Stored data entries
━━━━━━━━━━━━━━━━
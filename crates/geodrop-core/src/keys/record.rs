//! Protected keypair record stored in a source namespace.
//!
//! The public key is kept in the clear so replies can be sealed without the
//! codename. The secret key is encrypted under
//! `Argon2id(codename, record salt)`, with the anonymous id bound in as AAD
//! so a record cannot be moved to another namespace.

use argon2::{Algorithm, Argon2, Params, Version};
use base64::{engine::general_purpose::STANDARD, Engine as _};
use rand::RngCore;
use serde::{Deserialize, Serialize};
use zeroize::Zeroizing;

use super::{PublicKey, SecretKey, SourceKeyPair};
use crate::config::KdfParams;
use crate::crypto::PayloadCipher;
use crate::error::{GeoDropError, GeoDropResult};
use crate::identity::{AnonymousId, Codename};

const RECORD_VERSION: u8 = 1;
const SALT_LEN: usize = 16;
const RECORD_AAD: &[u8] = b"geodrop:source-key:v1:";

/// Serialized form of a source keypair.
#[derive(Debug, Clone, Serialize, Deserialize)]
pub struct KeyRecord {
    pub version: u8,
    /// Base64 X25519 public key
    pub public_key: String,
    /// Hex Argon2id salt for the protection key
    pub salt: String,
    /// Base64 `[nonce][encrypted secret key + tag]`
    pub protected_secret: String,
}

impl KeyRecord {
    /// Encrypt `pair` for storage under `id`.
    pub fn protect(
        pair: &SourceKeyPair,
        id: &AnonymousId,
        codename: &Codename,
        kdf: KdfParams,
    ) -> GeoDropResult<Self> {
        let mut salt = [0u8; SALT_LEN];
        rand::rng().fill_bytes(&mut salt);

        let key = protection_key(codename, &salt, kdf)?;
        let secret = pair.secret_key().to_bytes();
        let protected = PayloadCipher::new(&key).encrypt(&secret[..], &aad(id))?;

        Ok(Self {
            version: RECORD_VERSION,
            public_key: STANDARD.encode(pair.public_key().as_bytes()),
            salt: hex::encode(salt),
            protected_secret: STANDARD.encode(protected),
        })
    }

    /// Public key, readable without the codename.
    pub fn public_key(&self) -> GeoDropResult<PublicKey> {
        let bytes = STANDARD
            .decode(&self.public_key)
            .map_err(|e| GeoDropError::InvalidKey(format!("public key: {}", e)))?;
        let bytes: [u8; 32] = bytes
            .try_into()
            .map_err(|_| GeoDropError::InvalidKey("public key length".to_string()))?;
        Ok(PublicKey::from_bytes(bytes))
    }

    /// Recover the keypair. A wrong codename yields `DecryptionFailed`.
    pub fn unlock(
        &self,
        id: &AnonymousId,
        codename: &Codename,
        kdf: KdfParams,
    ) -> GeoDropResult<SourceKeyPair> {
        if self.version != RECORD_VERSION {
            return Err(GeoDropError::InvalidKey(format!(
                "unsupported record version {}",
                self.version
            )));
        }
        let salt = hex::decode(&self.salt)
            .map_err(|e| GeoDropError::InvalidKey(format!("salt: {}", e)))?;
        let protected = STANDARD
            .decode(&self.protected_secret)
            .map_err(|e| GeoDropError::InvalidKey(format!("protected secret: {}", e)))?;

        let key = protection_key(codename, &salt, kdf)?;
        let secret = Zeroizing::new(PayloadCipher::new(&key).decrypt(&protected, &aad(id))?);
        let secret: [u8; 32] = secret
            .as_slice()
            .try_into()
            .map_err(|_| GeoDropError::InvalidKey("secret key length".to_string()))?;

        let pair = SourceKeyPair::from_secret(SecretKey::from_bytes(secret));
        if pair.public_key() != self.public_key()? {
            return Err(GeoDropError::InvalidKey(
                "secret key does not match public key".to_string(),
            ));
        }
        Ok(pair)
    }

    pub fn to_json(&self) -> GeoDropResult<Vec<u8>> {
        Ok(serde_json::to_vec_pretty(self)?)
    }

    pub fn from_json(bytes: &[u8]) -> GeoDropResult<Self> {
        Ok(serde_json::from_slice(bytes)?)
    }
}

fn protection_key(
    codename: &Codename,
    salt: &[u8],
    kdf: KdfParams,
) -> GeoDropResult<Zeroizing<[u8; 32]>> {
    let params = Params::new(kdf.memory_kib, kdf.iterations, kdf.parallelism, Some(32))
        .map_err(|e| GeoDropError::Config(format!("argon2 params: {}", e)))?;
    let mut key = Zeroizing::new([0u8; 32]);
    Argon2::new(Algorithm::Argon2id, Version::V0x13, params)
        .hash_password_into(codename.expose().as_bytes(), salt, &mut key[..])
        .map_err(|e| GeoDropError::Crypto(format!("argon2 failure: {}", e)))?;
    Ok(key)
}

fn aad(id: &AnonymousId) -> Vec<u8> {
    let mut aad = RECORD_AAD.to_vec();
    aad.extend_from_slice(id.as_str().as_bytes());
    aad
}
━━━━━━━━━━━━━━━━
**WHAT YOU HAVE TO DO:**
The answer must be an exact copy of every entry.

**ANSWER TO THE EXERCISE:**
filename crates/geodrop-core/src/keys/record.rs
//! Protected keypair record stored in a source namespace.
//!
//! The public key is kept in the clear so replies can be sealed without the
//! codename. The secret key is encrypted under
//! `Argon2id(codename, record salt)`, with the anonymous id bound in as AAD
//! so a record cannot be moved to another namespace.

use argon2::{Algorithm, Argon2, Params, Version};
use base64::{engine::general_purpose::STANDARD, Engine as _};
use rand::RngCore;
use serde::{Deserialize, Serialize};
use zeroize::Zeroizing;

use super::{PublicKey, SecretKey, SourceKeyPair};
use crate::config::KdfParams;
use crate::crypto::PayloadCipher;
use crate::error::{GeoDropError, GeoDropResult};
use crate::identity::{AnonymousId, Codename};

const RECORD_VERSION: u8 = 1;
const SALT_LEN: usize = 16;
const RECORD_AAD: &[u8] = b"geodrop:source-key:v1:";

/// Serialized form of a source keypair.
#[derive(Debug, Clone, Serialize, Deserialize)]
pub struct KeyRecord {
    pub version: u8,
    /// Base64 X25519 public key
    pub public_key: String,
    /// Hex Argon2id salt for the protection key
    pub salt: String,
    /// Base64 `[nonce][encrypted secret key + tag]`
    pub protected_secret: String,
}

impl KeyRecord {
    /// Encrypt `pair` for storage under `id`.
    pub fn protect(
        pair: &SourceKeyPair,
        id: &AnonymousId,
        codename: &Codename,
        kdf: KdfParams,
    ) -> GeoDropResult<Self> {
        let mut salt = [0u8; SALT_LEN];
        rand::rng().fill_bytes(&mut salt);

        let key = protection_key(codename, &salt, kdf)?;
        let secret = pair.secret_key().to_bytes();
        let protected = PayloadCipher::new(&key).encrypt(&secret[..], &aad(id))?;

        Ok(Self {
            version: RECORD_VERSION,
            public_key: STANDARD.encode(pair.public_key().as_bytes()),
            salt: hex::encode(salt),
            protected_secret: STANDARD.encode(protected),
        })
    }

    /// Public key, readable without the codename.
    pub fn public_key(&self) -> GeoDropResult<PublicKey> {
        let bytes = STANDARD
            .decode(&self.public_key)
            .map_err(|e| GeoDropError::InvalidKey(format!("public key: {}", e)))?;
        let bytes: [u8; 32] = bytes
            .try_into()
            .map_err(|_| GeoDropError::InvalidKey("public key length".to_string()))?;
        Ok(PublicKey::from_bytes(bytes))
    }

    /// Recover the keypair. A wrong codename yields `DecryptionFailed`.
    pub fn unlock(
        &self,
        id: &AnonymousId,
        codename: &Codename,
        kdf: KdfParams,
    ) -> GeoDropResult<SourceKeyPair> {
        if self.version != RECORD_VERSION {
            return Err(GeoDropError::InvalidKey(format!(
                "unsupported record version {}",
                self.version
            )));
        }
        let salt = hex::decode(&self.salt)
            .map_err(|e| GeoDropError::InvalidKey(format!("salt: {}", e)))?;
        let protected = STANDARD
            .decode(&self.protected_secret)
            .map_err(|e| GeoDropError::InvalidKey(format!("protected secret: {}", e)))?;

        let key = protection_key(codename, &salt, kdf)?;
        let secret = Zeroizing::new(PayloadCipher::new(&key).decrypt(&protected, &aad(id))?);
        let secret: [u8; 32] = secret
            .as_slice()
            .try_into()
            .map_err(|_| GeoDropError::InvalidKey("secret key length".to_string()))?;

        let pair = SourceKeyPair::from_secret(SecretKey::from_bytes(secret));
        if pair.public_key() != self.public_key()? {
            return Err(GeoDropError::InvalidKey(
                "secret key does not match public key".to_string(),
            ));
        }
        Ok(pair)
    }

    pub fn to_json(&self) -> GeoDropResult<Vec<u8>> {
        Ok(serde_json::to_vec_pretty(self)?)
    }

    pub fn from_json(bytes: &[u8]) -> GeoDropResult<Self> {
        Ok(serde_json::from_slice(bytes)?)
    }
}

fn protection_key(
    codename: &Codename,
    salt: &[u8],
    kdf: KdfParams,
) -> GeoDropResult<Zeroizing<[u8; 32]>> {
    let params = Params::new(kdf.memory_kib, kdf.iterations, kdf.parallelism, Some(32))
        .map_err(|e| GeoDropError::Config(format!("argon2 params: {}", e)))?;
    let mut key = Zeroizing::new([0u8; 32]);
    Argon2::new(Algorithm::Argon2id, Version::V0x13, params)
        .hash_password_into(codename.expose().as_bytes(), salt, &mut key[..])
        .map_err(|e| GeoDropError::Crypto(format!("argon2 failure: {}", e)))?;
    Ok(key)
}

fn aad(id: &AnonymousId) -> Vec<u8> {
    let mut aad = RECORD_AAD.to_vec();
    aad.extend_from_slice(id.as_str().as_bytes());
    aad
}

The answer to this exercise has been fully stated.